## Task prompt
Two lines in the data below mark the range: the one with "const P_S2_HRS: f64 = 12.0;" and the one with "at an instant.". Return both, along with every line between them, exactly.

Saved data entries
- - - -

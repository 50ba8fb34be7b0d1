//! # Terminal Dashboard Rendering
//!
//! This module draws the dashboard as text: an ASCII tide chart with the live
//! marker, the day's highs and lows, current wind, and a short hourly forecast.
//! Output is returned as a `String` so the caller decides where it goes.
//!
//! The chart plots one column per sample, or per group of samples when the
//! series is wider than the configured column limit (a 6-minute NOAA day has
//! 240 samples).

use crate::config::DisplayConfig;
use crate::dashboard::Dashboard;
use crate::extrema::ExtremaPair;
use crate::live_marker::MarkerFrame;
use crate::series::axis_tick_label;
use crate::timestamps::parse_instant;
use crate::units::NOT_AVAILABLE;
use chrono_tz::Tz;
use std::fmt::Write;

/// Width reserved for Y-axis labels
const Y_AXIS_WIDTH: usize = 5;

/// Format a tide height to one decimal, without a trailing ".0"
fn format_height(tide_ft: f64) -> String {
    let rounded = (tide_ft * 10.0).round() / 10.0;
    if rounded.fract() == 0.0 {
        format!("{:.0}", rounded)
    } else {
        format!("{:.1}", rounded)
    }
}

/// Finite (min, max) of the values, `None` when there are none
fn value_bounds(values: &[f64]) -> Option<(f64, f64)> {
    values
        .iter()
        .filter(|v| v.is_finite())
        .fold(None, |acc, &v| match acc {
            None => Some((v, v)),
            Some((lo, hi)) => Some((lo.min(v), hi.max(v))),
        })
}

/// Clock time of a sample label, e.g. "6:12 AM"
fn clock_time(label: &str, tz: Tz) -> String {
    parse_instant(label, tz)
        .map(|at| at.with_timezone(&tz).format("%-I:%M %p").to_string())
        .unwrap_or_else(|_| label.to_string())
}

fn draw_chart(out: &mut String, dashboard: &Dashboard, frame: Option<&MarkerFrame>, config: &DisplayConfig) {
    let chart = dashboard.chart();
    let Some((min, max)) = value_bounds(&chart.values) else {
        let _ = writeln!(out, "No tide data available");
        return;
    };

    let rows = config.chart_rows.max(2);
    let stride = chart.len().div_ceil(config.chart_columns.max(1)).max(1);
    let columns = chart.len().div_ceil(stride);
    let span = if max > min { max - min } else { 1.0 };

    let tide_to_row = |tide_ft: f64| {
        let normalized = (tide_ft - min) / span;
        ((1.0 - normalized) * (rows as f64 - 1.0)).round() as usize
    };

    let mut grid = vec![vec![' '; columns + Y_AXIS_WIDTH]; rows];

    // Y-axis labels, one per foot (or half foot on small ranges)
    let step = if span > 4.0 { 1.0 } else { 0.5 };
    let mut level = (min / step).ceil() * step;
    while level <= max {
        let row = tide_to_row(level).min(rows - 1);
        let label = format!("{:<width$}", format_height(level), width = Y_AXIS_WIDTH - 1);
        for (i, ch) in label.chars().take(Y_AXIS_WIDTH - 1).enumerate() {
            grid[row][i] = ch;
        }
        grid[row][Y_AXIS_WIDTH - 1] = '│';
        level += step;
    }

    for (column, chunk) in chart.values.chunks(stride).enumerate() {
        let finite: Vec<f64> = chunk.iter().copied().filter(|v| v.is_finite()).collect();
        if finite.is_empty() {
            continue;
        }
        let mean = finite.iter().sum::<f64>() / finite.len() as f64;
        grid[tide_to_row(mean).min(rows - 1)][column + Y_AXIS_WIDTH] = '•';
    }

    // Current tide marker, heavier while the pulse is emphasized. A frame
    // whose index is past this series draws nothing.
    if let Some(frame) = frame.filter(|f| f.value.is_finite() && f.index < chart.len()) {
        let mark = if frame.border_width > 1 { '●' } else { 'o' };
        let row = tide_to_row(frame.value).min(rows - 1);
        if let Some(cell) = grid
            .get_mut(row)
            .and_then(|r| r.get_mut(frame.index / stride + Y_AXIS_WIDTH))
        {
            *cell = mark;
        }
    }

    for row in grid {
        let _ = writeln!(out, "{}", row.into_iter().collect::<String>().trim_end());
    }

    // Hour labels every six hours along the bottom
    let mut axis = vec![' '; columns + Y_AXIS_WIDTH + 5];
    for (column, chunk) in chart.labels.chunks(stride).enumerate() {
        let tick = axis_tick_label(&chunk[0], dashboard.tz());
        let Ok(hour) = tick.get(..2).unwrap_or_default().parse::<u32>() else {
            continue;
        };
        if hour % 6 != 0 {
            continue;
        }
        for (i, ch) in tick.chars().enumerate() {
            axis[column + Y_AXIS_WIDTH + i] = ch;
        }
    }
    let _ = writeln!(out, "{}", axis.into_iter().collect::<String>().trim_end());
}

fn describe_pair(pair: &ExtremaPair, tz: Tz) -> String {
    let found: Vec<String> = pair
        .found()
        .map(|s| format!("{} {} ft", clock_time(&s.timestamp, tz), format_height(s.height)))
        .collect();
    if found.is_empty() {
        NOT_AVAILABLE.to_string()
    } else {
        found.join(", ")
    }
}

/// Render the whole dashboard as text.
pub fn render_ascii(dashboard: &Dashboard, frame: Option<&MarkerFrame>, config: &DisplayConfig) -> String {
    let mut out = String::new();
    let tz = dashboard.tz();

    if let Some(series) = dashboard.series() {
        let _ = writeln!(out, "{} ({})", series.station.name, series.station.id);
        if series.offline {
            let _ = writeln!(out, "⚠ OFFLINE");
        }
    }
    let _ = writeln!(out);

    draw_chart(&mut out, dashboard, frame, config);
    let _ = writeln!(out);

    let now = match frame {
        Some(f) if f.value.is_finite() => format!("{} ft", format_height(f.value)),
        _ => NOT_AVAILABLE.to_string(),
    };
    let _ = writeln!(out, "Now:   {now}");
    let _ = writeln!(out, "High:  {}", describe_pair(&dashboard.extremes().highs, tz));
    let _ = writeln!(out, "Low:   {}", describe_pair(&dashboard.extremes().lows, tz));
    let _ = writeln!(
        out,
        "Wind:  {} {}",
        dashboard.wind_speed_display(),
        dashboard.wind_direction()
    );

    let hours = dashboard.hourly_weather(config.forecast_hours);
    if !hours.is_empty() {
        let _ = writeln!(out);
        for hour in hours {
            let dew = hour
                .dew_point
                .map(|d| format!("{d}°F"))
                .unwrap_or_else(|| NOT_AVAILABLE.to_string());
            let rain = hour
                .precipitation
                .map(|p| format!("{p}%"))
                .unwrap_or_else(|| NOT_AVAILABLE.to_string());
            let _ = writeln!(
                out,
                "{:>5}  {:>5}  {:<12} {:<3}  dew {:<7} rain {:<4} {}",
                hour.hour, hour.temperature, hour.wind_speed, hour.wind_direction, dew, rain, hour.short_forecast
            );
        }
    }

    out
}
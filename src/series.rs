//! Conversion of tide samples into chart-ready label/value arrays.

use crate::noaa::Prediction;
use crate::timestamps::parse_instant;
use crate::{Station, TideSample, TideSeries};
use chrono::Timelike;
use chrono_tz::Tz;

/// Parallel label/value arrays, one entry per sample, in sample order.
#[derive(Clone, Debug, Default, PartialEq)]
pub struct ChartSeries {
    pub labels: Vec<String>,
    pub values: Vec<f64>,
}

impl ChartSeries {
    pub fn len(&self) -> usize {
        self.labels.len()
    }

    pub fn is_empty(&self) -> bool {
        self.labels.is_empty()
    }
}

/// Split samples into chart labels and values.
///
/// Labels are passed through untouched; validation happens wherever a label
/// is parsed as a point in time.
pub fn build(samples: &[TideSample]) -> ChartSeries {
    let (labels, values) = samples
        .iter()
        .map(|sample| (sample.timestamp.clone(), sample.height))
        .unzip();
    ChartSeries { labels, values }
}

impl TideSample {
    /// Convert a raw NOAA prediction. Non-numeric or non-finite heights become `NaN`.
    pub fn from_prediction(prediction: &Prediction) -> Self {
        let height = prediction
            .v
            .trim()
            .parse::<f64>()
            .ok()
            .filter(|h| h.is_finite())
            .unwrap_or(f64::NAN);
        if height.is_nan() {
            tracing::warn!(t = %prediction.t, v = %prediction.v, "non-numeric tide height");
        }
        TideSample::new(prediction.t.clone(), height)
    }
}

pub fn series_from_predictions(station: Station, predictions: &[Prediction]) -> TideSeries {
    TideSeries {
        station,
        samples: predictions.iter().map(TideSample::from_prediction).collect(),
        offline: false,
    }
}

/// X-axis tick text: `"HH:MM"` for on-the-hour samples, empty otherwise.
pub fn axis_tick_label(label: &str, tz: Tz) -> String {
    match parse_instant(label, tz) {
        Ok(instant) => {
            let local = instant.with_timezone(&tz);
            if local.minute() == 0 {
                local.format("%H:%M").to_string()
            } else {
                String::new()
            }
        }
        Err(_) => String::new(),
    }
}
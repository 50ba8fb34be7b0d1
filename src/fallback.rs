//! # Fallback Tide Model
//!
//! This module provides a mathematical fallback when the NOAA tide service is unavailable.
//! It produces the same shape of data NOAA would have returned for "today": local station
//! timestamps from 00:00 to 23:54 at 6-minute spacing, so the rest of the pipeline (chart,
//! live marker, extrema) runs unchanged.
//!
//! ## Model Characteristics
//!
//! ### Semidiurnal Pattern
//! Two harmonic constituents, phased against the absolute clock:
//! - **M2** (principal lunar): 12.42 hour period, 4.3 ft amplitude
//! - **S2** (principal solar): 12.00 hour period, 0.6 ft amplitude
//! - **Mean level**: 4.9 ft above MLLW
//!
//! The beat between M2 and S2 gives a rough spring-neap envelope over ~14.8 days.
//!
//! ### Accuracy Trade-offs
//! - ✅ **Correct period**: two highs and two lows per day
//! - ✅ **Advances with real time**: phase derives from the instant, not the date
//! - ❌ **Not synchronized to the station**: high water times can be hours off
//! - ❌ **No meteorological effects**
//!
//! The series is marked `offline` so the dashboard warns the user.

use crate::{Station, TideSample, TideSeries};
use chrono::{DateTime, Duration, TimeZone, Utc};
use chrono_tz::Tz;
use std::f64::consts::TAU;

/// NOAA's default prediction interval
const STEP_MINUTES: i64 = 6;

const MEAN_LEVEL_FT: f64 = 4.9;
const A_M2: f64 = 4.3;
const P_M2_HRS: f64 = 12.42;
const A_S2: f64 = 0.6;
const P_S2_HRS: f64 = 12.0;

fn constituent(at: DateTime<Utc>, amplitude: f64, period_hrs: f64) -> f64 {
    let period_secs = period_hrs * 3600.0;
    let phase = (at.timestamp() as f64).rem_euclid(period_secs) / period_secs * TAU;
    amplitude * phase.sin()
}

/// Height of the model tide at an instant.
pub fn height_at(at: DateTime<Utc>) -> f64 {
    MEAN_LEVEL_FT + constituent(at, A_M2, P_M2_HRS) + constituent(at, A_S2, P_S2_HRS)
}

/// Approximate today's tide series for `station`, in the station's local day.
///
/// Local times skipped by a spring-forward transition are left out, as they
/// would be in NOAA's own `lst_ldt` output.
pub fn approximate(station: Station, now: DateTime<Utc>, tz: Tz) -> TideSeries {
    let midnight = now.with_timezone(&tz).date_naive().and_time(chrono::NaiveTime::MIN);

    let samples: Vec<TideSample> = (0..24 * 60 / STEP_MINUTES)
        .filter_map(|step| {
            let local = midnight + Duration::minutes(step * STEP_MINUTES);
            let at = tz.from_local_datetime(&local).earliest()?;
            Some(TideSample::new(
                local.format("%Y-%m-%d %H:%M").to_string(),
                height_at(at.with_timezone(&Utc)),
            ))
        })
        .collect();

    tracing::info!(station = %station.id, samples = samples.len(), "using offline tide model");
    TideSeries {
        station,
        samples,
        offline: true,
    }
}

- - - -

## Worked solution
const P_S2_HRS: f64 = 12.0;

fn constituent(at: DateTime<Utc>, amplitude: f64, period_hrs: f64) -> f64 {
    let period_secs = period_hrs * 3600.0;
    let phase = (at.timestamp() as f64).rem_euclid(period_secs) / period_secs * TAU;
    amplitude * phase.sin()
}

/// Height of the model tide at an instant.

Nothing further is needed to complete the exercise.